• **WORK INSTRUCTION**
How many lines in these records hold the string "consumed"? State only that number.

Start of DATA FOR THIS TASK

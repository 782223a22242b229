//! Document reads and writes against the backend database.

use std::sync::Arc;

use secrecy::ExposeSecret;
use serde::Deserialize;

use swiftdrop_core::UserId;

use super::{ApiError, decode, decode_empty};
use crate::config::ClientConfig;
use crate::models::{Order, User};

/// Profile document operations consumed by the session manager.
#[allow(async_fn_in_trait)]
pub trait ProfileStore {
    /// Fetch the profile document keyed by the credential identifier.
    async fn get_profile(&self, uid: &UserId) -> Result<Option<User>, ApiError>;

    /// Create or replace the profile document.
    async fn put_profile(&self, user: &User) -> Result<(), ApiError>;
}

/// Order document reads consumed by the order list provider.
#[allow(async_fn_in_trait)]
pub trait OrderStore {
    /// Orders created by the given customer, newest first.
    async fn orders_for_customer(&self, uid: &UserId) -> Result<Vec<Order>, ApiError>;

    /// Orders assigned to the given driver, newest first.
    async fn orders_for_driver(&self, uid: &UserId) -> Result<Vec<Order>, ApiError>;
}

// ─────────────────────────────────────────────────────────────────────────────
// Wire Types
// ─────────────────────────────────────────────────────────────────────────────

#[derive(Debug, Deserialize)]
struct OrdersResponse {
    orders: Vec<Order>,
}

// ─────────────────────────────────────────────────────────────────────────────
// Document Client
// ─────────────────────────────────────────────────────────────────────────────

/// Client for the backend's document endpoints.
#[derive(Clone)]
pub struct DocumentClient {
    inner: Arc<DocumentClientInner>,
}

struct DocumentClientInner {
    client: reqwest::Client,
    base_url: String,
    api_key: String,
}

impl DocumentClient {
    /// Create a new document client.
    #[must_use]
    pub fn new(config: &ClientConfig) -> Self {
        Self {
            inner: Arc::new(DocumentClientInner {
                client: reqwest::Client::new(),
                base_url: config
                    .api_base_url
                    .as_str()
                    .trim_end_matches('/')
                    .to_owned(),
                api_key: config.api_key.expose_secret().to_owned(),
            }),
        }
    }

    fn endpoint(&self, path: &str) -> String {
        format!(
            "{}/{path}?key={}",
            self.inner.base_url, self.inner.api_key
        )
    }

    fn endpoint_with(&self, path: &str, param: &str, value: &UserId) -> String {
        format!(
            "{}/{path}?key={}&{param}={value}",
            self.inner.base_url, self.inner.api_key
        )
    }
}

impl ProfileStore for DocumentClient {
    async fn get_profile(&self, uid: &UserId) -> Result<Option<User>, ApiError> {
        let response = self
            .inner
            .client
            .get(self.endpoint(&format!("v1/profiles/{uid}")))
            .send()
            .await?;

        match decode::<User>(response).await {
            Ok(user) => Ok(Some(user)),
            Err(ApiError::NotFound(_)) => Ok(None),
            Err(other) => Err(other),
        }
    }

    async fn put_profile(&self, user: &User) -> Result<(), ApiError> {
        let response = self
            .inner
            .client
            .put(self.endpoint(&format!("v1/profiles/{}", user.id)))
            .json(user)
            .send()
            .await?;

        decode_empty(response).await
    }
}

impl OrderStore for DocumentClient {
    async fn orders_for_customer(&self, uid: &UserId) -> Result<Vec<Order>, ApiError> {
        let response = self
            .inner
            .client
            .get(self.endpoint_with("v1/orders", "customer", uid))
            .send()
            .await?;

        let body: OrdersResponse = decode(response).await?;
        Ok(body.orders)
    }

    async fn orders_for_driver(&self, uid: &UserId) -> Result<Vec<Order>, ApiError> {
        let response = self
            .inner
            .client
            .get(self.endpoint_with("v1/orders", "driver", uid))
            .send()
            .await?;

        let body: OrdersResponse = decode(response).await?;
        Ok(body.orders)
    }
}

End of DATA FOR THIS TASK
Start of DATA FOR THIS TASK

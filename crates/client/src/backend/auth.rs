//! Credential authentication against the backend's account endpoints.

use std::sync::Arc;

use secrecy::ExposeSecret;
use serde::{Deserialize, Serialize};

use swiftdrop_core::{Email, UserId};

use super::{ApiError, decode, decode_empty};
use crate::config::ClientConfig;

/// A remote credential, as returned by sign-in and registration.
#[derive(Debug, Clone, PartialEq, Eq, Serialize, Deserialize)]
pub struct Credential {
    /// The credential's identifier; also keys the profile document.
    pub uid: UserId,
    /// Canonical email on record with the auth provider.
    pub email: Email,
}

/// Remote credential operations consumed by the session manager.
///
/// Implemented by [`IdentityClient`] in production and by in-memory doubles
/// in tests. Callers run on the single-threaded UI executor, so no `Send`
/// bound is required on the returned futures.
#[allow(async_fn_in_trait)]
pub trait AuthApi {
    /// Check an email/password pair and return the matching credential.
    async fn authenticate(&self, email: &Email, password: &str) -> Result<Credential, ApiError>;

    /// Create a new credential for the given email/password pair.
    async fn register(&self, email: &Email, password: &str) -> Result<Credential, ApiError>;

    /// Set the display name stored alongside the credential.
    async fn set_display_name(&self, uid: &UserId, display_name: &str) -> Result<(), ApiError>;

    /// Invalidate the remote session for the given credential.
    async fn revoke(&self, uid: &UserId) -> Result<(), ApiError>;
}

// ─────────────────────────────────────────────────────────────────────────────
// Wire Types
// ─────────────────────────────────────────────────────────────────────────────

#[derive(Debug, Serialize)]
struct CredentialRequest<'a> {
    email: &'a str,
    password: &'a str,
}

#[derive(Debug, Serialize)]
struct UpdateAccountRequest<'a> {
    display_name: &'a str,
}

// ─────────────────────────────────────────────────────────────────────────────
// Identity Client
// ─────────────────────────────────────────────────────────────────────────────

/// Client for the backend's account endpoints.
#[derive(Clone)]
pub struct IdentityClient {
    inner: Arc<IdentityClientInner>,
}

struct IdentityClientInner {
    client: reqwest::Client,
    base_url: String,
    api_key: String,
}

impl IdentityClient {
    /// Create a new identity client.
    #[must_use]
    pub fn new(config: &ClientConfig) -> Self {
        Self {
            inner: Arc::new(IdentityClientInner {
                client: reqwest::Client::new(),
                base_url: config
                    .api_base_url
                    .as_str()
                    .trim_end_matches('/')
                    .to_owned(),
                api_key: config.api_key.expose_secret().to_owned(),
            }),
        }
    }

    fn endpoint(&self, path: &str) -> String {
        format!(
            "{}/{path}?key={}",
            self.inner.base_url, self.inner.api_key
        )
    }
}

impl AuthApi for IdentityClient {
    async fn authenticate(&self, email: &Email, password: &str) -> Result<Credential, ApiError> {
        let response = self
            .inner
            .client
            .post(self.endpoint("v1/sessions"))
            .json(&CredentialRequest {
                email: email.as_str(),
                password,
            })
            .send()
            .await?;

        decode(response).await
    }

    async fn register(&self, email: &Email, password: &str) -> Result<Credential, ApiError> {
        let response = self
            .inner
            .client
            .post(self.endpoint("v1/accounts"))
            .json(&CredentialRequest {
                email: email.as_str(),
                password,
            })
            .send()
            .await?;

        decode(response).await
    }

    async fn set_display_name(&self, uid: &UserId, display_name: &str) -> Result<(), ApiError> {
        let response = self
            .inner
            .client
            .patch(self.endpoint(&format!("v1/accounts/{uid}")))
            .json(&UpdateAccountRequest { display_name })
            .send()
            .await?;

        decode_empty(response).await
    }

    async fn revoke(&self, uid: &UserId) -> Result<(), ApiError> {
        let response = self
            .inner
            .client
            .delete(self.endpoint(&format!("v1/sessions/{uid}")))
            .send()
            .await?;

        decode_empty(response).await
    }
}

End of DATA FOR THIS TASK

• **EXERCISE SOLUTION**
3